**PROBLEM DETAILS**
Write out, word for word, only the data from its first line to the line containing "hyperedge's own 16-hex-MD5".

[Collected data]
****

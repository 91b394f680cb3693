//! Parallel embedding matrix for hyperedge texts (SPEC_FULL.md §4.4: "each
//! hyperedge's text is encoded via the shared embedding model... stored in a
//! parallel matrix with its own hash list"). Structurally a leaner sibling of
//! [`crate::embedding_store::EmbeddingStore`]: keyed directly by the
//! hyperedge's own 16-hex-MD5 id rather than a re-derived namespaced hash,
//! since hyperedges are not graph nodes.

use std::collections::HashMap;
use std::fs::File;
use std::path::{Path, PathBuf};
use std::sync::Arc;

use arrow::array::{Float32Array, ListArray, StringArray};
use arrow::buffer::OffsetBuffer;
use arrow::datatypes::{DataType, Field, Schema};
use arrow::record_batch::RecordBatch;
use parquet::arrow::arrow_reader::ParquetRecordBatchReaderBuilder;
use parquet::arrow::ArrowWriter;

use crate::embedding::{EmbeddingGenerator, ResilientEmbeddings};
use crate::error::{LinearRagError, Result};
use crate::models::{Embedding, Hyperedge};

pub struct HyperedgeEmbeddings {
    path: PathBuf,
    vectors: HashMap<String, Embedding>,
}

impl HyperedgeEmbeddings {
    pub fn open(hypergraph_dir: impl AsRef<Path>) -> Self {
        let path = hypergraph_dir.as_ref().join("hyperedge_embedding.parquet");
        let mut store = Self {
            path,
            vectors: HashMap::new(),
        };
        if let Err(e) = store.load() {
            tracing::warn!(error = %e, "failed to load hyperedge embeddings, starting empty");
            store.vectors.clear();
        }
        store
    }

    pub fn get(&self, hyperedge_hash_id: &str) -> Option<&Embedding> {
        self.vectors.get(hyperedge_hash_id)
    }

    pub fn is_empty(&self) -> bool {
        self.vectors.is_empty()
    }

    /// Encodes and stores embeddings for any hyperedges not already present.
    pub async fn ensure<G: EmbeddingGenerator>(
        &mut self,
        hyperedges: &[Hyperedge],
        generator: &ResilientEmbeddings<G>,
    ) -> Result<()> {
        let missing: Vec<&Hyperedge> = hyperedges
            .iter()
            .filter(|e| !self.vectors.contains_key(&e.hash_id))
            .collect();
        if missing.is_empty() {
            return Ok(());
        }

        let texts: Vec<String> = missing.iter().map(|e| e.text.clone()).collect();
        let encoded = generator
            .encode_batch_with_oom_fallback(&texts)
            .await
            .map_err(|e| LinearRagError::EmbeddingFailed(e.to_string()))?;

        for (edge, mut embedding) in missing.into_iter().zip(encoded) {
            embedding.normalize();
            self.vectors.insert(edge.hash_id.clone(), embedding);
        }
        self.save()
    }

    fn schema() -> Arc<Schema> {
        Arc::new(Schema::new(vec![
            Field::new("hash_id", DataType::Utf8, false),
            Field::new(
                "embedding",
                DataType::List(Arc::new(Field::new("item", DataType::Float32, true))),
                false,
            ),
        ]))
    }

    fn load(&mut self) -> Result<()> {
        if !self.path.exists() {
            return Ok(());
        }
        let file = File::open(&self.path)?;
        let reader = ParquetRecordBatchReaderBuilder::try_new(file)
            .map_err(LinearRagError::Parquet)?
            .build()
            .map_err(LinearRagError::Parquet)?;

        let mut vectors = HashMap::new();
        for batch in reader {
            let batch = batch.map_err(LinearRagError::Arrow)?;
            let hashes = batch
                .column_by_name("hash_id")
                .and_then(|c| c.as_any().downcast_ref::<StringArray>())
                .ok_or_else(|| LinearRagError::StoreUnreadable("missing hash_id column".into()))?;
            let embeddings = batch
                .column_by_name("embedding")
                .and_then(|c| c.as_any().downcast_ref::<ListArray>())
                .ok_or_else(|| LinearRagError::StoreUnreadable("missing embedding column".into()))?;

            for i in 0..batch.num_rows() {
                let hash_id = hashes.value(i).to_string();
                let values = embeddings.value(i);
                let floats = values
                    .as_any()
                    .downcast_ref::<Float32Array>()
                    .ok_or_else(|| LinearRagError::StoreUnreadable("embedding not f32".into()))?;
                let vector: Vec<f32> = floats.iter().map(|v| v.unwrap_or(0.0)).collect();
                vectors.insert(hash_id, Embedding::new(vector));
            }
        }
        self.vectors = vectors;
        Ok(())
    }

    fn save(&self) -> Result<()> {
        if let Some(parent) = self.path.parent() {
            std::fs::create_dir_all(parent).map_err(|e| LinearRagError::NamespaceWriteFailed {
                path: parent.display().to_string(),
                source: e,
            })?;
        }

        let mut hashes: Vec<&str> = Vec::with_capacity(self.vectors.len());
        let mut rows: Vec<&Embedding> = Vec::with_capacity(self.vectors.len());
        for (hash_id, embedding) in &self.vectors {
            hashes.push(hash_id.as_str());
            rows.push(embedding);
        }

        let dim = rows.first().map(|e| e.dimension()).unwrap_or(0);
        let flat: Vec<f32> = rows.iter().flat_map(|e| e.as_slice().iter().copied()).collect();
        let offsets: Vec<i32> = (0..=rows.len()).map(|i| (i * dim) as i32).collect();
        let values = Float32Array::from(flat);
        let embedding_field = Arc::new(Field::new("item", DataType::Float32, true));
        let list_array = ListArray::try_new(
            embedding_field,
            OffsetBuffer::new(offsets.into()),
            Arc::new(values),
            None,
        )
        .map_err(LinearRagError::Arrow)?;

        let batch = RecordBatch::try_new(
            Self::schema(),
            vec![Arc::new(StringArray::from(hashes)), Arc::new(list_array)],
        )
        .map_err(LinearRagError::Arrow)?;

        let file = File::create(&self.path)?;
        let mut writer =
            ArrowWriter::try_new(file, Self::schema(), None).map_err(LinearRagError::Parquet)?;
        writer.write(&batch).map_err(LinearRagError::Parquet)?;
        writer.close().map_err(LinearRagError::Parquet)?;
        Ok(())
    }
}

****

**EXERCISE RESULT**
repository 91b394f680cb3693
//! Parallel embedding matrix for hyperedge texts (SPEC_FULL.md §4.4: "each
//! hyperedge's text is encoded via the shared embedding model... stored in a
//! parallel matrix with its own hash list"). Structurally a leaner sibling of
//! [`crate::embedding_store::EmbeddingStore`]: keyed directly by the
//! hyperedge's own 16-hex-MD5 id rather than a re-derived namespaced hash,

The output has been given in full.